The app works by using patented Bluetooth sensors placed around each space – WiFi is not accurate enough for indoor navigation – which feed data back to the app, allowing users to move through chaotic and confusing spaces with ease.
The app was launched in early 2014 and earlier this month, Colucci picked up the prestigious European Commission Young Entrepreneur of the Year award in Helsinki.
“It's a great honour to win the award – previous winners have included phenomenally successful people, like the people behind Soundcloud, which is now absolutely massive.
“It's great to represent southern Italy too, which gets a lot of criticism for the state of its economy. Hopefully successful southern startups like us can change people's ideas.”
The success of the startup is down to a couple of factors.
When large spaces buy the Bluetooth technology from Nextome to provide navigation for app users they are not just offering a public service that is highly appreciated.
The app also helps them gather data on how people are interacting within their spaces so that they can improve the flow of people and see which areas are most popular.
But in spite of the app's success, Colucci is looking for more investment so that Nextome can meet the huge demand it has received.

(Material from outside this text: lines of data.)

// SPDX-License-Identifier: BUSL-1.1
// Copyright (c) 2026 Alfred Jean LLC

// Allow panic!/unwrap/expect in test code
#![cfg_attr(test, allow(clippy::panic))]
#![cfg_attr(test, allow(clippy::unwrap_used))]
#![cfg_attr(test, allow(clippy::expect_used))]

//! tessera-cache: cacheability policy and the bounded rendered-result cache

pub mod directives;
pub mod key;
pub mod store;

pub use directives::CacheDirectives;
pub use key::{CacheKey, KeyContext};
pub use store::TemplateCache;
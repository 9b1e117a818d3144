// SPDX-License-Identifier: BUSL-1.1
// Copyright (c) 2026 Alfred Jean LLC

//! Parsed template document with its datablock registry.
//!
//! A datablock is a named subtree addressable by a lowercase dotted
//! hierarchical name such as `elementdef.body.class`. The name of a node
//! is built from its ancestor chain: each element contributes its tag
//! name, plus its `name` attribute when present; a generic `DATA` tag
//! contributes only its `name` attribute. The document root contributes
//! no segment.

use crate::error::TemplateError;
use crate::tree::{NodeId, XmlTree};
use indexmap::IndexMap;

/// Tag name of the generic datablock element.
pub const DATA_TAG: &str = "data";

/// A parsed template tree plus the mapping from datablock names to
/// subtree roots.
#[derive(Debug, Clone)]
pub struct ContentDocument {
    file: String,
    tree: XmlTree,
    datablocks: IndexMap<String, NodeId>,
}

impl ContentDocument {
    /// Wrap a parsed tree. When `expected_root` is given, a document
    /// whose root tag differs fails to load — the root tag is the
    /// structural contract of the document type.
    pub fn from_tree(
        file: impl Into<String>,
        tree: XmlTree,
        expected_root: Option<&str>,
    ) -> Result<Self, TemplateError> {
        let file = file.into();
        if let Some(expected) = expected_root {
            let found = tree.name(tree.root()).unwrap_or_default();
            if !found.eq_ignore_ascii_case(expected) {
                return Err(TemplateError::UnknownRoot {
                    file,
                    found: found.to_string(),
                    expected: expected.to_string(),
                });
            }
        }
        Ok(Self {
            file,
            tree,
            datablocks: IndexMap::new(),
        })
    }

    /// File name this document was loaded from.
    pub fn file(&self) -> &str {
        &self.file
    }

    /// The underlying tree.
    pub fn tree(&self) -> &XmlTree {
        &self.tree
    }

    /// Mutable access to the underlying tree.
    pub fn tree_mut(&mut self) -> &mut XmlTree {
        &mut self.tree
    }

    /// Compute the hierarchical datablock name for a node. Deterministic
    /// for a given document structure — this is the address scheme every
    /// other component uses to retrieve sub-content.
    pub fn datablock_name(&self, node: NodeId) -> String {
        let mut segments: Vec<String> = Vec::new();
        let mut current = Some(node);
        while let Some(id) = current {
            if id == self.tree.root() {
                break;
            }
            if let Some(tag) = self.tree.name(id) {
                let tag = tag.to_ascii_lowercase();
                match self.tree.attr(id, "name") {
                    Some(name) if tag == DATA_TAG => {
                        segments.push(name.to_ascii_lowercase());
                    }
                    Some(name) => {
                        segments.push(format!("{}.{}", tag, name.to_ascii_lowercase()));
                    }
                    None => segments.push(tag),
                }
            }
            current = self.tree.parent(id);
        }
        segments.reverse();
        segments.join(".")
    }

    /// Register a node as a datablock under its hierarchical name.
    /// Returns the name it was registered under.
    pub fn register(&mut self, node: NodeId) -> String {
        let name = self.datablock_name(node);
        self.set_data(&name, node);
        name
    }

    /// Register a datablock under an explicit name (lowercased).
    ///
    /// On a name collision the new node's children are merged into the
    /// existing block instead of replacing it, so references other code
    /// holds into the existing subtree stay valid.
    pub fn set_data(&mut self, name: &str, node: NodeId) {
        let name = name.to_ascii_lowercase();
        match self.datablocks.get(&name) {
            Some(existing) if *existing != node => {
                let existing = *existing;
                let children = self.tree.children(node).to_vec();
                for child in children {
                    self.tree.detach(child);
                    self.tree.append(existing, child);
                }
            }
            _ => {
                self.datablocks.insert(name, node);
            }
        }
    }

    /// Look up a datablock by name (case-insensitive).
    pub fn get_data(&self, name: &str) -> Option<NodeId> {
        self.datablocks.get(&name.to_ascii_lowercase()).copied()
    }

    /// True if a datablock with this name is registered.
    pub fn has_data(&self, name: &str) -> bool {
        self.datablocks.contains_key(&name.to_ascii_lowercase())
    }

    /// Iterate registered datablocks in registration order.
    pub fn datablocks(&self) -> impl Iterator<Item = (&str, NodeId)> {
        self.datablocks.iter().map(|(name, id)| (name.as_str(), *id))
    }
}

#[cfg(test)]
#[path = "document_tests.rs"]
mod tests;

At the moment the startup has a staff of just four people and is hindered by Italy's snail-paced bureaucracy.
“We would love to map Italy's museums – and they are keen for us to do it. But 80 percent of all museums here are state-owned and we would need to go through two years of contract tenders to try to win a contract with them. Being a small startup we can't afford to wait so long.”
In order to progress, Colucci wants to move part of Nextome's operation to foreign pastures to enable it to grow.
“I think London and Berlin are the biggest startup hubs – and we would like to move the commercial arm of our business there or to the US as these are the countries where we've had the most demand.”
However, being a proud Italian he has no intention of abandoning his home country altogether.
“Whatever happens we will keep the technological side of things in Puglia and keep flying the flag for southern Italy.”